Seneca once said, "The best ideas are common property."
Isn't that the truth in teaching? In my school district, great ideas are passed up and down the hallways and in between school buildings. And thanks to the many kinds of electronic communication, lesson ideas are spreading instantaneously from up the street and around the world.
One Book, One School was one of those "common property" ideas for me. Let me explain.
I belong to a PLC that consists of Heinemann authors and consultants. Once a year we meet face to face, but mostly we connect via Elluminate and conference calls. Colleen Buddy is one of my colleagues in this PLC. She is truly an idea person! During one of our Heinemann retreats, Colleen shared an idea that brought her school closer together. The initiative was called One Book, One School. I listened to Colleen, scribbled down some notes, and went home ready to share. One Book, One School is simple. Inexpensive. Powerful. Here's how we made it work for us.
I met with our eight elementary principals, suggesting that we all read the same book at the same time, in every grade level at each school. The goal here is unity around a meaningful theme. And the coolest part about it is that it all begins with picture book.
As Colleen recommended, we settled on The Golden Rule for our first attempt. Written by Ilene Cooper and illustrated by Gabi Swiatkowska, this beautiful book reminds us all to treat others with the dignity and respect we want for ourselves. What greater message could be shared with our students?
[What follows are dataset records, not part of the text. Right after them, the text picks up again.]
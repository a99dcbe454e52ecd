//! Status enums for server-side entities.

use serde::{Deserialize, Serialize};

/// Order status as reported by the commerce API.
///
/// The client never transitions an order; it only displays what the server
/// returned. Values this client does not know about decode to
/// [`OrderStatus::Unknown`] instead of failing the whole order.
#[derive(Debug, Clone, Copy, PartialEq, Eq, Hash, Serialize, Deserialize, Default)]
#[serde(rename_all = "snake_case")]
pub enum OrderStatus {
    #[default]
    Confirmed,
    #[serde(other)]
    Unknown,
}

impl OrderStatus {
    /// Human-readable label.
    #[must_use]
    pub const fn label(&self) -> &'static str {
        match self {
            Self::Confirmed => "confirmed",
            Self::Unknown => "unknown",
        }
    }
}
Now we don't have a lot of money to spare, so in most cases we purchased a copy of The Golden Rule to be shared by each grade level at each school. During the first week of the school year, every child heard and discussed The Golden Rule with their classmates and teacher. Principals could stop in any classroom after the first few days of school and strike up a conversation about this age-old concept. The book's theme perfectly supported our district's anti-bullying initiative and classroom management plans.
We didn't stop there. Soon students were writing connections to the text and posting them in the hallways for all to see. Articles about The Golden Rule appeared in school-to-home newsletters and on school websites. Classroom teachers and their students brainstormed ways to practice The Golden Rule at school, on the bus and at home. Talking about The Golden Rule became part of weekly class meetings in the classrooms.
Several of our schools held additional One Book, One School weeks during the school year, like right after winter break and right before our high-stakes test week. The possibilities are endless!
With our hectic school schedules and filled-to-the-brim planning time, it is sometimes hard to come together around a common idea. One Book, One School is a wonderful, easy way to to do just that. It worked for us! And now this idea is officially "common property", just as Seneca said.